Extract every line below that contains the word "filename".
(Beginning of RECORDS SUPPLIED)
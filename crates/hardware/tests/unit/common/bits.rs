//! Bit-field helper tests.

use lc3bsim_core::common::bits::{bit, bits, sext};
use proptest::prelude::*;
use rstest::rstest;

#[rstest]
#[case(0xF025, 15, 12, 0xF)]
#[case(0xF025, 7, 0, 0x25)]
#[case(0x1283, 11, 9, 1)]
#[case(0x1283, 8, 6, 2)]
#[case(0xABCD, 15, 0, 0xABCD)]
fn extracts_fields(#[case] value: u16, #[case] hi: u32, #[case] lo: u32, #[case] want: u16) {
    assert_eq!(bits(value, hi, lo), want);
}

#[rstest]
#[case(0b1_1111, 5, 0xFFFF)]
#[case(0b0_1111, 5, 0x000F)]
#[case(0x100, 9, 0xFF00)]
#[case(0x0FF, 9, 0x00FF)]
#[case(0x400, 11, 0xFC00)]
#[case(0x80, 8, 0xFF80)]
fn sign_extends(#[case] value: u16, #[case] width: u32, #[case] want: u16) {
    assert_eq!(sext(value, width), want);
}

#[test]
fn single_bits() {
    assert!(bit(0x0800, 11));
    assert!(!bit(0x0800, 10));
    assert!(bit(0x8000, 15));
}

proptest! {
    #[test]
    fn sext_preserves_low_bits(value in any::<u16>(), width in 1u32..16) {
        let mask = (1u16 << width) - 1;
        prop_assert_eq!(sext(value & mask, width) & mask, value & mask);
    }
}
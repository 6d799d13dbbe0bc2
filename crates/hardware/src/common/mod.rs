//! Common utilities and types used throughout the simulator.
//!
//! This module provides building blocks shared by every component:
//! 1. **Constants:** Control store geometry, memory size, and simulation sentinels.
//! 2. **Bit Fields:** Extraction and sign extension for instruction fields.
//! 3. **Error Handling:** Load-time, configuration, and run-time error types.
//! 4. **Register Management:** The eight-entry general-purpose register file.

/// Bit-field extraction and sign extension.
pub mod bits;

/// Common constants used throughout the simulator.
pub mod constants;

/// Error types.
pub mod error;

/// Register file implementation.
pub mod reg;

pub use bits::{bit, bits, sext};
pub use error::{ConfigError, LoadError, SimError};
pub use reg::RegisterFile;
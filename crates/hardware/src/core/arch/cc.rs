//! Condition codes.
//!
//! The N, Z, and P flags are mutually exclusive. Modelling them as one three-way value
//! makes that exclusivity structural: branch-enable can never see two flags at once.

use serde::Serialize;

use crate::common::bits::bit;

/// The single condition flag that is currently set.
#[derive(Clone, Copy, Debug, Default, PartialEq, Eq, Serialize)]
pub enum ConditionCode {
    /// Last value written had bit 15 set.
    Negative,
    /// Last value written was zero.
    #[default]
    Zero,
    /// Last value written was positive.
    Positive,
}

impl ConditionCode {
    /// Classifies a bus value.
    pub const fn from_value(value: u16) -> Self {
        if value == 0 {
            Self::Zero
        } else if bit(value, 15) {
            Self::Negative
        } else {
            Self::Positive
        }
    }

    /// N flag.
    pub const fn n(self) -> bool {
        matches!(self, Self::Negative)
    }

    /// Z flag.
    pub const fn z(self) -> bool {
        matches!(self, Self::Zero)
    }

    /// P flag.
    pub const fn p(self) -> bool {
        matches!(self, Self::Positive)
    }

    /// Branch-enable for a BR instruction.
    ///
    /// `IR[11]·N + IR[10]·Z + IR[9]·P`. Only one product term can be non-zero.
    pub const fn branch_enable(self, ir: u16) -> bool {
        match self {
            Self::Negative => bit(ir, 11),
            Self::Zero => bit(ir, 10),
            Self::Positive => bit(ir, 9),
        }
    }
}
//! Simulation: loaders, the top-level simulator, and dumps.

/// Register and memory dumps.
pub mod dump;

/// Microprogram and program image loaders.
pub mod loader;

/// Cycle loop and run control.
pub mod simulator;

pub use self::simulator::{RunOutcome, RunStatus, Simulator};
(End of RECORDS SUPPLIED)
* **SOLUTION TO THIS PROBLEM**
filename crates/hardware/tests/unit/common/bits.rs
filename crates/hardware/src/common/mod.rs
filename crates/hardware/src/core/arch/cc.rs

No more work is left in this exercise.